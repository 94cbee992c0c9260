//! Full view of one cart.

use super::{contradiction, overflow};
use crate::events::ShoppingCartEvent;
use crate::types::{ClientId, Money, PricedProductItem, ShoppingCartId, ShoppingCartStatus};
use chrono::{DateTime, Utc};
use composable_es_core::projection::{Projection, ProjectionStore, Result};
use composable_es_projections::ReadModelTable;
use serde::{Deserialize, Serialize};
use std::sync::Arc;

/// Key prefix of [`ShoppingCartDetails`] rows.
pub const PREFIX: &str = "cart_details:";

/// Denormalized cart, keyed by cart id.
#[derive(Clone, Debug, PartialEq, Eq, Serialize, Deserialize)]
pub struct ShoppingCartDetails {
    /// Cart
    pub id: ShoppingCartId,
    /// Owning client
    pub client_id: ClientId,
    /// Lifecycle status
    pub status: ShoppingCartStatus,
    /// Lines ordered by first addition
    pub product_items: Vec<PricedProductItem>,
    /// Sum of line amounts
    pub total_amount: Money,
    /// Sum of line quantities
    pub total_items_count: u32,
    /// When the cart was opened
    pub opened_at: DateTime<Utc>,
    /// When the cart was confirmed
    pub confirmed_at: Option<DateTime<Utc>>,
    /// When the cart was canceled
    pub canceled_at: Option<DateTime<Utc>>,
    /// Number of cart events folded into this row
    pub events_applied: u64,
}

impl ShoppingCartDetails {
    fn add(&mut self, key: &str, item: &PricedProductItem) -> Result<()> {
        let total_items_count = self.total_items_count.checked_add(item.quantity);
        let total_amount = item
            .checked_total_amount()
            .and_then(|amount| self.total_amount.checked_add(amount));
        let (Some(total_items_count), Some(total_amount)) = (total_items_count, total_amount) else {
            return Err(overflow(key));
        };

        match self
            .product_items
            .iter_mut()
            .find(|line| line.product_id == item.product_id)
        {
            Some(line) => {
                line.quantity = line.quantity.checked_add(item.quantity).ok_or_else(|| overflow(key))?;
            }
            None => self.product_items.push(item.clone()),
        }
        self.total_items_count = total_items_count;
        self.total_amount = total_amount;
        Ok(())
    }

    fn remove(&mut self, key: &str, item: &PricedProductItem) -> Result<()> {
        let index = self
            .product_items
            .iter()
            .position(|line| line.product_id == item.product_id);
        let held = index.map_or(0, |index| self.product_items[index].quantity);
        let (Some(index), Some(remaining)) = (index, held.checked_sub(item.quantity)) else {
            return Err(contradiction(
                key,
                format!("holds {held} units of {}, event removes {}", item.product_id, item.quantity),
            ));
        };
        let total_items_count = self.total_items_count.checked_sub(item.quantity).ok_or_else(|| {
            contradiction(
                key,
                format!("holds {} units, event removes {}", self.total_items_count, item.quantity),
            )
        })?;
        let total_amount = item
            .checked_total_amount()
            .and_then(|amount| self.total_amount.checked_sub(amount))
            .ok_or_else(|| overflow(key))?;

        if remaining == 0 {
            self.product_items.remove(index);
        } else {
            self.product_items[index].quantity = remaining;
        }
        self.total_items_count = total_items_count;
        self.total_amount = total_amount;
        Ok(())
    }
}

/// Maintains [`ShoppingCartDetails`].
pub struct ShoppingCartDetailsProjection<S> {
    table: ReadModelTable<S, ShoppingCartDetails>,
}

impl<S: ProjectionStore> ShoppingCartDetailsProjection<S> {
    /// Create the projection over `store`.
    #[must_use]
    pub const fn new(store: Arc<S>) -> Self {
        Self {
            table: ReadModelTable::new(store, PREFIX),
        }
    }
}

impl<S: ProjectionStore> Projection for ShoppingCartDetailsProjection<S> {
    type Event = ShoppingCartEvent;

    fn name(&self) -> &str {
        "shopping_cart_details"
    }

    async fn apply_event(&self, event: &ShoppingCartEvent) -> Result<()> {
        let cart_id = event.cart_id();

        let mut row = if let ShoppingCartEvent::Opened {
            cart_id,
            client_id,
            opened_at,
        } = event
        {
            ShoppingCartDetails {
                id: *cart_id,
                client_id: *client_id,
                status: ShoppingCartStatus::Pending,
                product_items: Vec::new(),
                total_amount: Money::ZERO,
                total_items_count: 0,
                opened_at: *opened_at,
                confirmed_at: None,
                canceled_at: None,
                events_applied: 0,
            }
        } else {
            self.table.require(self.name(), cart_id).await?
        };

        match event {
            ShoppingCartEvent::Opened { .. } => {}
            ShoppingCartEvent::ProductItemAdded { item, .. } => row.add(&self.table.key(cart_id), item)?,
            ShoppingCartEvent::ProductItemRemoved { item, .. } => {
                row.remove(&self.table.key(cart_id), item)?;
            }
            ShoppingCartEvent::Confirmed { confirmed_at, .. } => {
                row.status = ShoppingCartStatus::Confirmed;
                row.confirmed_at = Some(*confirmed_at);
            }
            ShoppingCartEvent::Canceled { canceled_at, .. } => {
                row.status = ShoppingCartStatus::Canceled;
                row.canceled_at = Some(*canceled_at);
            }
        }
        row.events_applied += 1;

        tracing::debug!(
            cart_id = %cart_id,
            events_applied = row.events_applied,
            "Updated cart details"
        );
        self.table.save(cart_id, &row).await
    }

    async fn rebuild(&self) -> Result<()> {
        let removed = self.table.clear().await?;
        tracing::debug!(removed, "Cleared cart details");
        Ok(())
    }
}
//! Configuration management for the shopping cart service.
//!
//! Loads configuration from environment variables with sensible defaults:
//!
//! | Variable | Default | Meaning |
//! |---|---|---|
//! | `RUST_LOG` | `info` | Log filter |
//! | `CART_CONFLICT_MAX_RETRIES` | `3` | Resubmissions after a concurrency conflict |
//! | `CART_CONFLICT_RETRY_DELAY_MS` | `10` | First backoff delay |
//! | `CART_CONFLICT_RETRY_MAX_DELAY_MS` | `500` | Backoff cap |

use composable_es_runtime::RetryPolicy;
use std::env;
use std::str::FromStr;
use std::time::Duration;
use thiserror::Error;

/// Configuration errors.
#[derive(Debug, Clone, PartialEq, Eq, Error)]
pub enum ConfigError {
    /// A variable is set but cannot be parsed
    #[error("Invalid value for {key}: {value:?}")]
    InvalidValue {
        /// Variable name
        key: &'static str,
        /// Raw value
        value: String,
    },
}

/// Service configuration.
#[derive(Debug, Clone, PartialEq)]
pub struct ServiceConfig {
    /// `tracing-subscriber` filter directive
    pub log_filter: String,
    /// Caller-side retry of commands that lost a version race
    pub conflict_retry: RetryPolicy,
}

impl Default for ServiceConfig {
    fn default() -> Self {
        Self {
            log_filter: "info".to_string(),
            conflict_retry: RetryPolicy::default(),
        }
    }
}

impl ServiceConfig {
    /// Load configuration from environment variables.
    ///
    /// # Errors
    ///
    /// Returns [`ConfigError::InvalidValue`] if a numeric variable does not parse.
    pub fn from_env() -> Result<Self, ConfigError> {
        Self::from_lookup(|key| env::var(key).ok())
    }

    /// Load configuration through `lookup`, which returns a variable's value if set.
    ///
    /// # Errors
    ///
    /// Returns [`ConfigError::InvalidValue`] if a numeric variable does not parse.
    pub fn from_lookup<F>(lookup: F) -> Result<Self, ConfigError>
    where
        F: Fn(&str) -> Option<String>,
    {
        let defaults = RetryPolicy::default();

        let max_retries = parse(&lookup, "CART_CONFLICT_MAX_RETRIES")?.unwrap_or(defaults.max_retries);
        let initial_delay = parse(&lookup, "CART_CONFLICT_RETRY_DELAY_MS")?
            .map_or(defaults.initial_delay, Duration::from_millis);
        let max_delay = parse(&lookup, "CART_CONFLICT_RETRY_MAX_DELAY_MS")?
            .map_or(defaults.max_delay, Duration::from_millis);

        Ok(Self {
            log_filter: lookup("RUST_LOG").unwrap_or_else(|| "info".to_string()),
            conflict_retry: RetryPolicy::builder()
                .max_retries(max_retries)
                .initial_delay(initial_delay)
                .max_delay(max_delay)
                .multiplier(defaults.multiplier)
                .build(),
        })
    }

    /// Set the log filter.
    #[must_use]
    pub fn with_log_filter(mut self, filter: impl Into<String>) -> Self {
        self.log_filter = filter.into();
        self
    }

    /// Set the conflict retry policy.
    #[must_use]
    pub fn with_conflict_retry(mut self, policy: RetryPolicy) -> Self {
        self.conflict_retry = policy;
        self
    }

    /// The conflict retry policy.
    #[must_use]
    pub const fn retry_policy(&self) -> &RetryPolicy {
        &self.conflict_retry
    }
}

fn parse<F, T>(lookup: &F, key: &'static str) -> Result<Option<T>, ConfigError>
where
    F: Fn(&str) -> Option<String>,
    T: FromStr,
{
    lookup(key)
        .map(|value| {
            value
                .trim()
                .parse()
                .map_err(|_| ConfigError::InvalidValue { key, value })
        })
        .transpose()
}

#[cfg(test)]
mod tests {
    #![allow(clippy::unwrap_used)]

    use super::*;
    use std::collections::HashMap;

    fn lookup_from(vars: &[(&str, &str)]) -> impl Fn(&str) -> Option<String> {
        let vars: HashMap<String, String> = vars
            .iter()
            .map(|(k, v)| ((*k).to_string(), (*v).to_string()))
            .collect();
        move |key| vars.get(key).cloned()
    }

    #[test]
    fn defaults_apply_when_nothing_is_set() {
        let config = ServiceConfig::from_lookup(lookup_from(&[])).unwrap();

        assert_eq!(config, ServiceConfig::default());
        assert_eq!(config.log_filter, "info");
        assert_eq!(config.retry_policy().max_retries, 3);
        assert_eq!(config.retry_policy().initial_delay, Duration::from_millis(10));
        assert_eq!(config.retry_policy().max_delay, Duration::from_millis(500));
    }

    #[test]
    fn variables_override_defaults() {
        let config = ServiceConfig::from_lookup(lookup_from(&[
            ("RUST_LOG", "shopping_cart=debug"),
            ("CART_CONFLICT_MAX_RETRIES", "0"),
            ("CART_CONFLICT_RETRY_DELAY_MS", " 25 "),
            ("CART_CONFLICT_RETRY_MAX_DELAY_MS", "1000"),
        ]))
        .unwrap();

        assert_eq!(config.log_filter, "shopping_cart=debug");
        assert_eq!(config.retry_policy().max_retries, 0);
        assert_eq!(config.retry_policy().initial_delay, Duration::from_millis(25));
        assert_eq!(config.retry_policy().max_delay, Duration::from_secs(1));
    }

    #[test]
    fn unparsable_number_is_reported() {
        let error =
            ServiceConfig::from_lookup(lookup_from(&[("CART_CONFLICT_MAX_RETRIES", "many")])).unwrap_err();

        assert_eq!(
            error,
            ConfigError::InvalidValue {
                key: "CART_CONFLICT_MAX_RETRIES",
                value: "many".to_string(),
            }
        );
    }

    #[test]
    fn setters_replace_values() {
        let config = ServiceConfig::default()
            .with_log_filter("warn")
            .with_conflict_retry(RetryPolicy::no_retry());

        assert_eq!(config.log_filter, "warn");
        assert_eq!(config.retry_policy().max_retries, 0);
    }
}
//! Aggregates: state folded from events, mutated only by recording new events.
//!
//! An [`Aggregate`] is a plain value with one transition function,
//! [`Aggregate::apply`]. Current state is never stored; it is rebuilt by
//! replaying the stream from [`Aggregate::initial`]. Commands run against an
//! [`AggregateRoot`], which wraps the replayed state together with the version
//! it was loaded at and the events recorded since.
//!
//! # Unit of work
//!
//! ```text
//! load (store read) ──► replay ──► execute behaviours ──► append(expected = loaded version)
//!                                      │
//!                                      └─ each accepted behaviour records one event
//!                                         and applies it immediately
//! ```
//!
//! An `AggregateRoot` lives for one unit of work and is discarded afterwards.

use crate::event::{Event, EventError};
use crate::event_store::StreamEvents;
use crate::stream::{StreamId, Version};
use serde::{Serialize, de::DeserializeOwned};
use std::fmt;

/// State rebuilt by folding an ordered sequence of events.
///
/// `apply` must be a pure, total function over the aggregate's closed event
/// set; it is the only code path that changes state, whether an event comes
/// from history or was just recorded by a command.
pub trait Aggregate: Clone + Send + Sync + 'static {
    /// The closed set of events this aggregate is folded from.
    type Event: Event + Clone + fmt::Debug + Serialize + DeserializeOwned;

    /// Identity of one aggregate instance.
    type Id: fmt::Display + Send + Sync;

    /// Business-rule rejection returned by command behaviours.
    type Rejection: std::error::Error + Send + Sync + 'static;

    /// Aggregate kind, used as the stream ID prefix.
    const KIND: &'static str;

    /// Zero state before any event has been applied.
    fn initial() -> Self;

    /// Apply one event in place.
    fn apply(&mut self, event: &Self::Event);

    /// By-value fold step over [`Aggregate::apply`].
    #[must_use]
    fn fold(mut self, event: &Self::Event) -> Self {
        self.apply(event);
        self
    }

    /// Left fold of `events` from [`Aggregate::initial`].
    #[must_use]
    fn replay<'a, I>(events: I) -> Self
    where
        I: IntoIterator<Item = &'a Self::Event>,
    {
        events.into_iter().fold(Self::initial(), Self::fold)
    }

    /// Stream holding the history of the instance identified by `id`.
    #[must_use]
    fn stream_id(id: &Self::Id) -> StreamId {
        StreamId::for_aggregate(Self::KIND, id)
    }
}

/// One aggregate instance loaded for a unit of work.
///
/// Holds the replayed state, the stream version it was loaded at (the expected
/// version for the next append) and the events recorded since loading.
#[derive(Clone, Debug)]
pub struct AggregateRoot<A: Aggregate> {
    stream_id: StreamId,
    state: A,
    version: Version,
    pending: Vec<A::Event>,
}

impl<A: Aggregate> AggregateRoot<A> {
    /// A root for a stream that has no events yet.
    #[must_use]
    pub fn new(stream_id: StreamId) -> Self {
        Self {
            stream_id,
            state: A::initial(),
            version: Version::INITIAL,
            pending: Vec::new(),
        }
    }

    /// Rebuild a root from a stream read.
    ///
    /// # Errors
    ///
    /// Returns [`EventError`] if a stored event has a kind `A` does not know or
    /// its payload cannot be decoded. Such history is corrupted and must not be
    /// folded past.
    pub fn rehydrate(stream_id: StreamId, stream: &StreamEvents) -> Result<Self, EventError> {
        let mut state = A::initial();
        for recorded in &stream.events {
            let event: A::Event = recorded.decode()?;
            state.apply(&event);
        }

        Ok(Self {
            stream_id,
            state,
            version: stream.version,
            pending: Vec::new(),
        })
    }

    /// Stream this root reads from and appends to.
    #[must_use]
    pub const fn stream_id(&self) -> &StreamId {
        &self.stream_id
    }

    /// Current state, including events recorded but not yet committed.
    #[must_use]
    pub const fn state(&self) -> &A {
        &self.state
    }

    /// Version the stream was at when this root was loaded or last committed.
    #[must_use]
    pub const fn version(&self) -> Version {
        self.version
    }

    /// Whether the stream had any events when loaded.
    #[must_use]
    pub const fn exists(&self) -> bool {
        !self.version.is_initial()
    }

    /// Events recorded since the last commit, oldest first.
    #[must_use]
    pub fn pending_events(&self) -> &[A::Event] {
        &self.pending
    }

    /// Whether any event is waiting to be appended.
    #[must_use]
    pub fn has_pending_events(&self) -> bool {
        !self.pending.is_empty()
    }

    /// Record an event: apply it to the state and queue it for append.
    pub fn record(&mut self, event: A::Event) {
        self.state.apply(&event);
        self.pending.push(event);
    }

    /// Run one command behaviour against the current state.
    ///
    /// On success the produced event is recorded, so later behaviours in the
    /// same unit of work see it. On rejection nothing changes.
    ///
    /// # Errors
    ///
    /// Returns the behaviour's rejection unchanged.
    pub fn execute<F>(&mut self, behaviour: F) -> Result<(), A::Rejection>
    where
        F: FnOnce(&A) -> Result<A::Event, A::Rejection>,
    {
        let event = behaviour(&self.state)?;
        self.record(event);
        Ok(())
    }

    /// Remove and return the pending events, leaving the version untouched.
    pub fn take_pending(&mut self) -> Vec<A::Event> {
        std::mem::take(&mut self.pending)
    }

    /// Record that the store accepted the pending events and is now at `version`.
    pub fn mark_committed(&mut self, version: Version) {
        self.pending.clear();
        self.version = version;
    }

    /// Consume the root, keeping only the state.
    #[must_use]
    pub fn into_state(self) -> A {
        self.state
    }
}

● ● ● ●

◆ EXERCISE REQUIREMENTS ◆
Only the lines from the start of the material through the line containing "use composable_es_projections::ReadModelTable;" belong in the answer, each copied exactly.

◆ ANSWER SECTION ◆
repository 94cbee992c0c9260
//! Full view of one cart.

use super::{contradiction, overflow};
use crate::events::ShoppingCartEvent;
use crate::types::{ClientId, Money, PricedProductItem, ShoppingCartId, ShoppingCartStatus};
use chrono::{DateTime, Utc};
use composable_es_core::projection::{Projection, ProjectionStore, Result};
use composable_es_projections::ReadModelTable;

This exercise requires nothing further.